Having the trust of subordinates is especially important to those in sales manager positions, as it can lead to a number of key benefits. For example, a report published by the Great Place To Work Institute found that companies whose employees report high levels of trust also experience far lower staff turnover rates. This, in turn, reduces recruitment and sales training costs, while achieving greater consistency of performance.

Trust between sales managers and salespeople can help to increase employee commitment to an organisation, which can also improve performance. The presence of trust can also enhance the quality of staff learning, promote creativity, encourage collaboration, build confidence and influence decision making in a positive way.

Without trust, people assume self-protective, defensive postures that inhibit learning and performance

Lou Solomon
Communications coach and the CEO of Interact.

Through establishing trust, a sales manager can elevate themselves to role model status, which can help them to positively influence employee behaviour.

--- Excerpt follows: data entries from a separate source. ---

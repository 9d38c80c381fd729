//! Reserved CQL keywords.
//!
//! A keyword used as a table, column or keyspace name must be double-quoted.
//! Lookups are case-insensitive; the table is built once per process.

use lazy_static::lazy_static;
use std::collections::HashSet;

/// Keywords reserved by CQL 3, in upper case
const RESERVED: &[&str] = &[
    "ADD",
    "ALLOW",
    "ALTER",
    "AND",
    "ANY",
    "APPLY",
    "ASC",
    "AUTHORIZE",
    "BATCH",
    "BEGIN",
    "BY",
    "COLUMNFAMILY",
    "CREATE",
    "DELETE",
    "DESC",
    "DROP",
    "EACH_QUORUM",
    "FROM",
    "GRANT",
    "IN",
    "INDEX",
    "INET",
    "INFINITY",
    "INSERT",
    "INTO",
    "KEYSPACE",
    "KEYSPACES",
    "LIMIT",
    "LOCAL_ONE",
    "LOCAL_QUORUM",
    "MODIFY",
    "NAN",
    "NORECURSIVE",
    "OF",
    "ON",
    "ONE",
    "ORDER",
    "PASSWORD",
    "PRIMARY",
    "QUORUM",
    "RENAME",
    "REVOKE",
    "SCHEMA",
    "SELECT",
    "SET",
    "TABLE",
    "THREE",
    "TO",
    "TOKEN",
    "TRUNCATE",
    "TWO",
    "UNLOGGED",
    "UPDATE",
    "USE",
    "USING",
    "WHERE",
    "WITH",
];

lazy_static! {
    static ref RESERVED_KEYWORDS: HashSet<&'static str> = RESERVED.iter().copied().collect();
}

/// True if `text` is a reserved keyword, ignoring case
pub fn is_reserved_keyword(text: &str) -> bool {
    RESERVED_KEYWORDS.contains(text.to_ascii_uppercase().as_str())
}

/// All reserved keywords, upper-cased, in alphabetical order
pub fn reserved_keywords() -> impl Iterator<Item = &'static str> {
    RESERVED.iter().copied()
}
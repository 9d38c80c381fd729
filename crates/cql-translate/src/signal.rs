//! Driver failures as reported by the Cassandra client.
//!
//! A [`DriverFailure`] pairs a [`DriverSignal`] (the failure kind plus any
//! kind-specific payload) with the driver's message. Signal kinds form a
//! shallow hierarchy, see [`SignalKind::parent`].

use serde::{Deserialize, Serialize};
use std::collections::BTreeMap;
use std::fmt;
use thiserror::Error;

/// Consistency level reported with timeout and availability failures
#[derive(Debug, Clone, Copy, PartialEq, Eq, Hash, Serialize, Deserialize)]
#[serde(rename_all = "SCREAMING_SNAKE_CASE")]
pub enum ConsistencyLevel {
    Any,
    One,
    Two,
    Three,
    Quorum,
    All,
    LocalQuorum,
    EachQuorum,
    Serial,
    LocalSerial,
    LocalOne,
}

/// The kind of write that timed out
#[derive(Debug, Clone, Copy, PartialEq, Eq, Hash, Serialize, Deserialize)]
#[serde(rename_all = "SCREAMING_SNAKE_CASE")]
pub enum WriteType {
    Simple,
    Batch,
    UnloggedBatch,
    Counter,
    BatchLog,
    Cas,
    View,
    Cdc,
}

/// A failure signal with its kind-specific payload
#[derive(Debug, Clone, PartialEq, Eq, Serialize, Deserialize)]
#[serde(tag = "kind", rename_all = "snake_case")]
pub enum DriverSignal {
    /// Credentials were rejected
    Authentication {
        #[serde(default, skip_serializing_if = "Option::is_none")]
        host: Option<String>,
    },

    /// Bug or unexpected state inside the driver
    DriverInternal,

    /// A value did not match the CQL column type
    InvalidType,

    /// No coordinator could be reached
    NoHostAvailable {
        /// Error message per host address
        #[serde(default)]
        host_errors: BTreeMap<String, String>,
    },

    ReadTimeout {
        consistency: ConsistencyLevel,
        received: u32,
        required: u32,
        data_retrieved: bool,
    },

    WriteTimeout {
        consistency: ConsistencyLevel,
        received: u32,
        required: u32,
        write_type: WriteType,
    },

    Truncate,

    /// Not enough live replicas for the requested consistency
    Unavailable {
        consistency: ConsistencyLevel,
        required: u32,
        alive: u32,
    },

    /// Schema element already exists; `table` is empty for keyspaces
    AlreadyExists {
        #[serde(default)]
        keyspace: String,
        #[serde(default)]
        table: String,
    },

    /// Invalid configuration in a schema statement
    InvalidConfigurationInQuery,

    InvalidQuery,

    Syntax,

    Unauthorized,

    /// Query trace could not be fetched
    TraceRetrieval,

    /// Anything the driver reports that is not listed above
    Unrecognized { driver_kind: String },
}

/// Field-less view of [`DriverSignal`] used for rule dispatch
#[derive(Debug, Clone, Copy, PartialEq, Eq, Hash)]
pub enum SignalKind {
    Authentication,
    DriverInternal,
    InvalidType,
    NoHostAvailable,
    ReadTimeout,
    WriteTimeout,
    Truncate,
    Unavailable,
    AlreadyExists,
    InvalidConfigurationInQuery,
    InvalidQuery,
    Syntax,
    Unauthorized,
    TraceRetrieval,
    Unrecognized,
}

impl SignalKind {
    /// The more general kind this one specializes, if any
    pub fn parent(self) -> Option<SignalKind> {
        match self {
            SignalKind::InvalidConfigurationInQuery => Some(SignalKind::InvalidQuery),
            _ => None,
        }
    }

    /// True if `self` is `ancestor` or specializes it
    pub fn is_a(self, ancestor: SignalKind) -> bool {
        let mut current = Some(self);
        while let Some(kind) = current {
            if kind == ancestor {
                return true;
            }
            current = kind.parent();
        }
        false
    }
}

impl DriverSignal {
    pub fn kind(&self) -> SignalKind {
        match self {
            DriverSignal::Authentication { .. } => SignalKind::Authentication,
            DriverSignal::DriverInternal => SignalKind::DriverInternal,
            DriverSignal::InvalidType => SignalKind::InvalidType,
            DriverSignal::NoHostAvailable { .. } => SignalKind::NoHostAvailable,
            DriverSignal::ReadTimeout { .. } => SignalKind::ReadTimeout,
            DriverSignal::WriteTimeout { .. } => SignalKind::WriteTimeout,
            DriverSignal::Truncate => SignalKind::Truncate,
            DriverSignal::Unavailable { .. } => SignalKind::Unavailable,
            DriverSignal::AlreadyExists { .. } => SignalKind::AlreadyExists,
            DriverSignal::InvalidConfigurationInQuery => SignalKind::InvalidConfigurationInQuery,
            DriverSignal::InvalidQuery => SignalKind::InvalidQuery,
            DriverSignal::Syntax => SignalKind::Syntax,
            DriverSignal::Unauthorized => SignalKind::Unauthorized,
            DriverSignal::TraceRetrieval => SignalKind::TraceRetrieval,
            DriverSignal::Unrecognized { .. } => SignalKind::Unrecognized,
        }
    }
}

/// A failure reported by the driver
#[derive(Error, Debug, Clone, PartialEq, Eq, Serialize, Deserialize)]
#[error("{message}")]
pub struct DriverFailure {
    #[serde(flatten)]
    pub signal: DriverSignal,
    pub message: String,
}

impl DriverFailure {
    pub fn new(signal: DriverSignal, message: impl Into<String>) -> Self {
        Self {
            signal,
            message: message.into(),
        }
    }

    /// Failure for an existing schema element, with the driver's wording
    pub fn already_exists(keyspace: impl Into<String>, table: impl Into<String>) -> Self {
        let keyspace = keyspace.into();
        let table = table.into();
        let message = if table.is_empty() {
            format!("Keyspace {} already exists", keyspace)
        } else {
            format!("Table {}.{} already exists", keyspace, table)
        };
        Self::new(DriverSignal::AlreadyExists { keyspace, table }, message)
    }

    /// Failure the driver reported under a kind this crate does not know
    pub fn unrecognized(driver_kind: impl Into<String>, message: impl Into<String>) -> Self {
        Self::new(
            DriverSignal::Unrecognized {
                driver_kind: driver_kind.into(),
            },
            message,
        )
    }

    pub fn kind(&self) -> SignalKind {
        self.signal.kind()
    }
}

impl fmt::Display for SignalKind {
    fn fmt(&self, f: &mut fmt::Formatter<'_>) -> fmt::Result {
        let name = match self {
            SignalKind::Authentication => "authentication",
            SignalKind::DriverInternal => "driver_internal",
            SignalKind::InvalidType => "invalid_type",
            SignalKind::NoHostAvailable => "no_host_available",
            SignalKind::ReadTimeout => "read_timeout",
            SignalKind::WriteTimeout => "write_timeout",
            SignalKind::Truncate => "truncate",
            SignalKind::Unavailable => "unavailable",
            SignalKind::AlreadyExists => "already_exists",
            SignalKind::InvalidConfigurationInQuery => "invalid_configuration_in_query",
            SignalKind::InvalidQuery => "invalid_query",
            SignalKind::Syntax => "syntax",
            SignalKind::Unauthorized => "unauthorized",
            SignalKind::TraceRetrieval => "trace_retrieval",
            SignalKind::Unrecognized => "unrecognized",
        };
        f.write_str(name)
    }
}
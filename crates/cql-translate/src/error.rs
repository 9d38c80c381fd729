//! Data-access errors produced by translation.
//!
//! Every [`DataAccessError`] keeps the originating [`DriverFailure`] as its
//! `source()`, carries a message, and has an [`ErrorKind`] with the payload
//! that kind needs. Kinds roll up into driver-independent
//! [`DataAccessCategory`] values.

use crate::signal::{ConsistencyLevel, DriverFailure, WriteType};
use serde::{Deserialize, Serialize};
use std::collections::BTreeMap;
use std::fmt;
use thiserror::Error;

/// Classified error kind with its payload
#[derive(Debug, Clone, PartialEq, Eq, Serialize, Deserialize)]
#[serde(tag = "type", rename_all = "snake_case")]
pub enum ErrorKind {
    Authentication {
        #[serde(skip_serializing_if = "Option::is_none")]
        host: Option<String>,
    },
    Internal,
    TypeMismatch,
    ConnectionFailure {
        host_errors: BTreeMap<String, String>,
    },
    ReadTimeout {
        consistency: ConsistencyLevel,
        received: u32,
        required: u32,
        data_retrieved: bool,
    },
    WriteTimeout {
        consistency: ConsistencyLevel,
        received: u32,
        required: u32,
        write_type: WriteType,
    },
    Truncate,
    InsufficientReplicas {
        consistency: ConsistencyLevel,
        required: u32,
        alive: u32,
    },
    TableExists {
        table: String,
    },
    KeyspaceExists {
        keyspace: String,
    },
    InvalidConfigurationInQuery,
    InvalidQuery,
    QuerySyntax,
    Unauthorized,
    TraceRetrieval,
    Uncategorized,
}

/// Coarse grouping of error kinds, independent of the driver
#[derive(Debug, Clone, Copy, PartialEq, Eq, Hash, Serialize, Deserialize)]
#[serde(rename_all = "SCREAMING_SNAKE_CASE")]
pub enum DataAccessCategory {
    PermissionDenied,
    ResourceFailure,
    TypeMismatch,
    QueryTimeout,
    /// May succeed if retried without changes
    Transient,
    NonTransient,
    InvalidApiUsage,
    Uncategorized,
}

impl DataAccessCategory {
    pub fn is_transient(&self) -> bool {
        matches!(self, DataAccessCategory::QueryTimeout | DataAccessCategory::Transient)
    }
}

impl fmt::Display for DataAccessCategory {
    fn fmt(&self, f: &mut fmt::Formatter<'_>) -> fmt::Result {
        let name = match self {
            DataAccessCategory::PermissionDenied => "PERMISSION_DENIED",
            DataAccessCategory::ResourceFailure => "RESOURCE_FAILURE",
            DataAccessCategory::TypeMismatch => "TYPE_MISMATCH",
            DataAccessCategory::QueryTimeout => "QUERY_TIMEOUT",
            DataAccessCategory::Transient => "TRANSIENT",
            DataAccessCategory::NonTransient => "NON_TRANSIENT",
            DataAccessCategory::InvalidApiUsage => "INVALID_API_USAGE",
            DataAccessCategory::Uncategorized => "UNCATEGORIZED",
        };
        f.write_str(name)
    }
}

impl ErrorKind {
    /// Get the category this kind belongs to
    pub fn category(&self) -> DataAccessCategory {
        match self {
            ErrorKind::Authentication { .. } | ErrorKind::Unauthorized => {
                DataAccessCategory::PermissionDenied
            }
            ErrorKind::Internal | ErrorKind::ConnectionFailure { .. } => {
                DataAccessCategory::ResourceFailure
            }
            ErrorKind::TypeMismatch => DataAccessCategory::TypeMismatch,
            ErrorKind::ReadTimeout { .. } | ErrorKind::WriteTimeout { .. } => {
                DataAccessCategory::QueryTimeout
            }
            ErrorKind::Truncate
            | ErrorKind::InsufficientReplicas { .. }
            | ErrorKind::TraceRetrieval => DataAccessCategory::Transient,
            ErrorKind::TableExists { .. } | ErrorKind::KeyspaceExists { .. } => {
                DataAccessCategory::NonTransient
            }
            ErrorKind::InvalidConfigurationInQuery
            | ErrorKind::InvalidQuery
            | ErrorKind::QuerySyntax => DataAccessCategory::InvalidApiUsage,
            ErrorKind::Uncategorized => DataAccessCategory::Uncategorized,
        }
    }

    /// Name of the schema element that already exists
    pub fn element_name(&self) -> Option<&str> {
        match self {
            ErrorKind::TableExists { table } => Some(table),
            ErrorKind::KeyspaceExists { keyspace } => Some(keyspace),
            _ => None,
        }
    }

    /// Short snake_case name, as used in logs and reports
    pub fn name(&self) -> &'static str {
        match self {
            ErrorKind::Authentication { .. } => "authentication",
            ErrorKind::Internal => "internal",
            ErrorKind::TypeMismatch => "type_mismatch",
            ErrorKind::ConnectionFailure { .. } => "connection_failure",
            ErrorKind::ReadTimeout { .. } => "read_timeout",
            ErrorKind::WriteTimeout { .. } => "write_timeout",
            ErrorKind::Truncate => "truncate",
            ErrorKind::InsufficientReplicas { .. } => "insufficient_replicas",
            ErrorKind::TableExists { .. } => "table_exists",
            ErrorKind::KeyspaceExists { .. } => "keyspace_exists",
            ErrorKind::InvalidConfigurationInQuery => "invalid_configuration_in_query",
            ErrorKind::InvalidQuery => "invalid_query",
            ErrorKind::QuerySyntax => "query_syntax",
            ErrorKind::Unauthorized => "unauthorized",
            ErrorKind::TraceRetrieval => "trace_retrieval",
            ErrorKind::Uncategorized => "uncategorized",
        }
    }
}

/// A driver failure translated into a data-access error
#[derive(Error, Debug, Clone, PartialEq, Eq)]
#[error("{message}")]
pub struct DataAccessError {
    kind: ErrorKind,
    message: String,
    #[source]
    cause: DriverFailure,
}

impl DataAccessError {
    pub fn new(kind: ErrorKind, message: impl Into<String>, cause: DriverFailure) -> Self {
        Self {
            kind,
            message: message.into(),
            cause,
        }
    }

    pub fn kind(&self) -> &ErrorKind {
        &self.kind
    }

    pub fn category(&self) -> DataAccessCategory {
        self.kind.category()
    }

    pub fn is_transient(&self) -> bool {
        self.category().is_transient()
    }

    pub fn message(&self) -> &str {
        &self.message
    }

    /// The original driver failure
    pub fn cause(&self) -> &DriverFailure {
        &self.cause
    }

    pub fn into_cause(self) -> DriverFailure {
        self.cause
    }

    /// Build a serializable summary of this error
    pub fn report(&self) -> ErrorReport {
        ErrorReport {
            kind: self.kind.clone(),
            category: self.category(),
            message: self.message.clone(),
            cause: self.cause.message.clone(),
            driver_kind: self.cause.kind().to_string(),
        }
    }
}

/// JSON-friendly summary of a [`DataAccessError`]
#[derive(Debug, Clone, PartialEq, Eq, Serialize, Deserialize)]
pub struct ErrorReport {
    #[serde(flatten)]
    pub kind: ErrorKind,
    pub category: DataAccessCategory,
    pub message: String,
    pub cause: String,
    pub driver_kind: String,
}

#[cfg(test)]
mod tests {
    use super::*;
    use crate::signal::DriverSignal;
    use std::error::Error;

    #[test]
    fn test_categories() {
        assert_eq!(ErrorKind::QuerySyntax.category(), DataAccessCategory::InvalidApiUsage);
        assert_eq!(
            ErrorKind::TableExists { table: "t".into() }.category(),
            DataAccessCategory::NonTransient
        );
        assert!(ErrorKind::Truncate.category().is_transient());
        assert!(!ErrorKind::Unauthorized.category().is_transient());
    }

    #[test]
    fn test_source_is_driver_failure() {
        let cause = DriverFailure::new(DriverSignal::Syntax, "line 1:0 no viable alternative");
        let error = DataAccessError::new(ErrorKind::QuerySyntax, "bad statement", cause.clone());

        assert_eq!(error.to_string(), "bad statement");
        let source = error.source().unwrap();
        assert_eq!(source.to_string(), "line 1:0 no viable alternative");
        assert_eq!(error.into_cause(), cause);
    }

    #[test]
    fn test_report_serialization() {
        let cause = DriverFailure::already_exists("shop", "orders");
        let error = DataAccessError::new(
            ErrorKind::TableExists { table: "orders".into() },
            cause.message.clone(),
            cause,
        );

        let json = serde_json::to_value(error.report()).unwrap();
        assert_eq!(json["type"], "table_exists");
        assert_eq!(json["table"], "orders");
        assert_eq!(json["category"], "NON_TRANSIENT");
        assert_eq!(json["driver_kind"], "already_exists");
    }
}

Moreover, when a sales team has trust in its own members, it is more likely to inspire trust in customers; something which is vital for improving customer loyalty and satisfaction.

Building Trust As a Sales Manager

In terms of actually building trust, a sales manager needs to possess strong communication and listening skills. Authentic communication is key, so managers need to be open to feedback and able to inspire confidence through what they say. It is also important to be transparent, so that staff members do not feel as though they are being left in the dark, or as though they are being manipulated in some way.

Consistency is essential, as few things shatter trust quite like mixed messages, hypocrisy or false promises. Meanwhile, sales managers need to also accept the responsibility that comes with their position. This includes taking responsibility for shaping the sales culture, but also taking responsibility for any failures.

Finally, according to Colleen Stanley, the author of the book Emotional Intelligence for Sales Success, personal competence of sales managers is paramount.

A key role for sales managers is training and coaching. If you can’t demonstrate high level selling skills, a salesperson isn’t going to ask you for advice. Competent sales managers earn trust and develop sales teams that are open to following their advice and guidance.